Может, я задремал, может, нет, но вдруг понял, что вижу в темноте. Не глазами, разумеется, вижу, а чувствую, как передвигаются вокруг люди. Поначалу не очень далеко и не очень четко, но, по крайней мере, я ощущал ближних, тех, кто в доме, — разумеется, потому что они «искрили». Однако, лежа на постели и воспринимая их сигналы — то в ритмах сна, то движущиеся, — я неожиданно для себя начал понимать, что и всегда чувствовал людей, только не осознавал этого. Они не «искрили», но я всегда знал, где они — словно тени, плавающие где-то в мыслях на заднем плане. Я не осознавал, что это, но они постоянно были со мной. Как в тот раз, когда Диз Риддл в десять лет получил свои первые очки и вдруг начал прыгать и вопить от радости, потому что увидел столько всего нового. Вернее, он всегда видел разные вещи, но в половине случаев не знал, что это такое. Например, рисунки на монетах: он чувствовал, что на монетах есть какой-то рельеф, но только в очках увидел, что это рисунки, надписи и все такое. Вот и со мной случилось примерно то же самое.

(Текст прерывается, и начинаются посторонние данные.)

use std::io::Read;
use std::path::Path;
use std::time::Instant;

use arrow::array::{Array, ArrayRef, AsArray};
use arrow::datatypes::{DataType, Int32Type, Int64Type};
use arrow::record_batch::RecordBatch;
use parquet::arrow::arrow_reader::ParquetRecordBatchReaderBuilder;

use super::error::LoadError;
use super::model::{non_blank, Catalog, CatalogRow, ContentType};

/// Columns every source must provide.
pub const REQUIRED_COLUMNS: [&str; 5] = ["type", "country", "release_year", "listed_in", "duration"];

// ---------------------------------------------------------------------------
// Public entry-points
// ---------------------------------------------------------------------------

/// Load a catalog from an HTTP(S) URL or a local file.
///
/// One attempt only; any failure is returned to the caller as is.
pub fn load_source(source: &str) -> Result<Catalog, LoadError> {
    let started = Instant::now();
    let catalog = if is_url(source) {
        fetch_csv(source)?
    } else {
        load_file(Path::new(source))?
    };
    log::info!(
        "Loaded {} titles from {source} in {:.2?}",
        catalog.len(),
        started.elapsed()
    );
    Ok(catalog)
}

/// Load a catalog from a file. Dispatch by extension.
///
/// Supported formats:
/// * `.csv` / `.txt` – header row with at least the required columns
/// * `.parquet`      – same column names, Utf8 strings, Int32/Int64 year
pub fn load_file(path: &Path) -> Result<Catalog, LoadError> {
    let ext = path
        .extension()
        .and_then(|e| e.to_str())
        .unwrap_or("")
        .to_ascii_lowercase();

    match ext.as_str() {
        "csv" | "txt" => parse_csv(std::fs::File::open(path)?),
        "parquet" | "pq" => load_parquet(path),
        other => Err(LoadError::UnsupportedExtension(other.to_string())),
    }
}

fn is_url(source: &str) -> bool {
    let lower = source.trim_start().to_ascii_lowercase();
    lower.starts_with("http://") || lower.starts_with("https://")
}

// ---------------------------------------------------------------------------
// HTTP
// ---------------------------------------------------------------------------

fn fetch_csv(url: &str) -> Result<Catalog, LoadError> {
    log::debug!("GET {url}");
    let response = reqwest::blocking::get(url)?;
    let status = response.status();
    if !status.is_success() {
        return Err(LoadError::Status {
            url: url.to_string(),
            status: status.as_u16(),
        });
    }
    let body = response.bytes()?;
    parse_csv(body.as_ref())
}

// ---------------------------------------------------------------------------
// CSV
// ---------------------------------------------------------------------------

/// Parse a header-ed CSV stream into a [`Catalog`].
///
/// Unknown columns are ignored, blank cells become `None`, and a row with an
/// unknown `type` or a non-integer `release_year` fails the load.
pub fn parse_csv<R: Read>(input: R) -> Result<Catalog, LoadError> {
    let mut reader = csv::ReaderBuilder::new()
        .trim(csv::Trim::All)
        .from_reader(input);

    let headers = reader.headers()?.clone();
    for required in REQUIRED_COLUMNS {
        if !headers.iter().any(|h| h == required) {
            return Err(LoadError::MissingColumn(required.to_string()));
        }
    }

    let rows = reader
        .deserialize::<CatalogRow>()
        .collect::<Result<Vec<_>, _>>()?;

    Ok(Catalog::from_rows(rows))
}

// ---------------------------------------------------------------------------
// Parquet loader
// ---------------------------------------------------------------------------

/// Load a Parquet file holding the catalog.
///
/// The required columns are read by name; `show_id`, `title`, `director`,
/// `cast`, `date_added`, `rating` and `description` are picked up when
/// present.
fn load_parquet(path: &Path) -> Result<Catalog, LoadError> {
    let file = std::fs::File::open(path)?;
    let reader = ParquetRecordBatchReaderBuilder::try_new(file)?.build()?;

    let mut rows = Vec::new();
    for batch in reader {
        let batch = batch?;
        append_batch(&batch, &mut rows)?;
    }

    Ok(Catalog::from_rows(rows))
}

fn append_batch(batch: &RecordBatch, rows: &mut Vec<CatalogRow>) -> Result<(), LoadError> {
    let type_col = required_column(batch, "type")?;
    let country_col = required_column(batch, "country")?;
    let year_col = required_column(batch, "release_year")?;
    let listed_col = required_column(batch, "listed_in")?;
    let duration_col = required_column(batch, "duration")?;

    let show_id_col = optional_column(batch, "show_id");
    let title_col = optional_column(batch, "title");
    let director_col = optional_column(batch, "director");
    let cast_col = optional_column(batch, "cast");
    let date_col = optional_column(batch, "date_added");
    let rating_col = optional_column(batch, "rating");
    let description_col = optional_column(batch, "description");

    let offset = rows.len();
    for i in 0..batch.num_rows() {
        let row = offset + i;
        let invalid = |message: String| LoadError::InvalidRow { row, message };

        let content_type = string_at(type_col, i)
            .map_err(&invalid)?
            .ok_or_else(|| invalid("empty 'type'".to_string()))?
            .parse::<ContentType>()
            .map_err(&invalid)?;
        let release_year = int_at(year_col, i)
            .map_err(&invalid)?
            .ok_or_else(|| invalid("empty 'release_year'".to_string()))?;

        let opt = |col: Option<&ArrayRef>| -> Result<Option<String>, LoadError> {
            match col {
                Some(c) => string_at(c, i).map_err(&invalid),
                None => Ok(None),
            }
        };

        rows.push(CatalogRow {
            show_id: opt(show_id_col)?,
            title: opt(title_col)?.unwrap_or_default(),
            content_type,
            director: opt(director_col)?,
            cast: opt(cast_col)?,
            country: string_at(country_col, i).map_err(&invalid)?,
            date_added: opt(date_col)?,
            release_year,
            rating: opt(rating_col)?,
            duration: string_at(duration_col, i).map_err(&invalid)?,
            listed_in: string_at(listed_col, i).map_err(&invalid)?.unwrap_or_default(),
            description: opt(description_col)?,
        });
    }
    Ok(())
}

// -- Arrow helpers --

fn required_column<'b>(batch: &'b RecordBatch, name: &str) -> Result<&'b ArrayRef, LoadError> {
    optional_column(batch, name).ok_or_else(|| LoadError::MissingColumn(name.to_string()))
}

fn optional_column<'b>(batch: &'b RecordBatch, name: &str) -> Option<&'b ArrayRef> {
    let idx = batch.schema_ref().index_of(name).ok()?;
    Some(batch.column(idx))
}

/// Non-blank string cell, `None` for null / blank.
fn string_at(col: &ArrayRef, row: usize) -> Result<Option<String>, String> {
    if col.is_null(row) {
        return Ok(None);
    }
    let value = match col.data_type() {
        DataType::Utf8 => col.as_string::<i32>().value(row),
        DataType::LargeUtf8 => col.as_string::<i64>().value(row),
        other => return Err(format!("expected a string column, got {other:?}")),
    };
    Ok(non_blank(value))
}

fn int_at(col: &ArrayRef, row: usize) -> Result<Option<i64>, String> {
    if col.is_null(row) {
        return Ok(None);
    }
    match col.data_type() {
        DataType::Int32 => Ok(Some(col.as_primitive::<Int32Type>().value(row) as i64)),
        DataType::Int64 => Ok(Some(col.as_primitive::<Int64Type>().value(row))),
        other => Err(format!("expected an integer column, got {other:?}")),
    }
}
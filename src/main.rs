mod app;
mod color;
mod state;
mod ui;

use std::path::Path;

use anyhow::Result;
use app::CatalogLensApp;
use catalog_lens::config::{DashboardConfig, CONFIG_FILE};
use eframe::egui;
use state::AppState;

fn main() -> Result<()> {
    env_logger::init();

    let config = DashboardConfig::load_or_default(Path::new(CONFIG_FILE))?;
    log::info!("Catalog source: {}", config.source);

    // Blocking fetch before the window opens; failures are shown in-app.
    let mut state = AppState::new(config);
    let source = state.source.clone();
    state.load(&source);

    let options = eframe::NativeOptions {
        viewport: egui::ViewportBuilder::default()
            .with_inner_size([1280.0, 860.0])
            .with_min_inner_size([720.0, 480.0]),
        ..Default::default()
    };

    eframe::run_native(
        "Catalog Lens",
        options,
        Box::new(|_cc| Ok(Box::new(CatalogLensApp::new(state)))),
    )
    .map_err(|e| anyhow::anyhow!("running the dashboard window: {e}"))
}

Я лежал и вдруг увидел у себя в голове словно целую картину, где тут и там обозначались люди; чем больше я старался, тем лучше видел. Скоро не только в своем доме, но и в других тоже, только слабее, не так четко. Однако я не видел стен и не понимал, где кто находится: на кухне, или в туалете, или еще где. Приходилось напряженно думать, и это отбирало все силы. Единственное, что помогало, это электропроводка под током, так что когда был включен свет, или электрические часы, или еще что-то, я видел такую тонкую линию, едва заметную, бледнее даже чем тени людей. Не бог весть что, но, по крайней мере, я мог иногда догадаться, где проходят стены.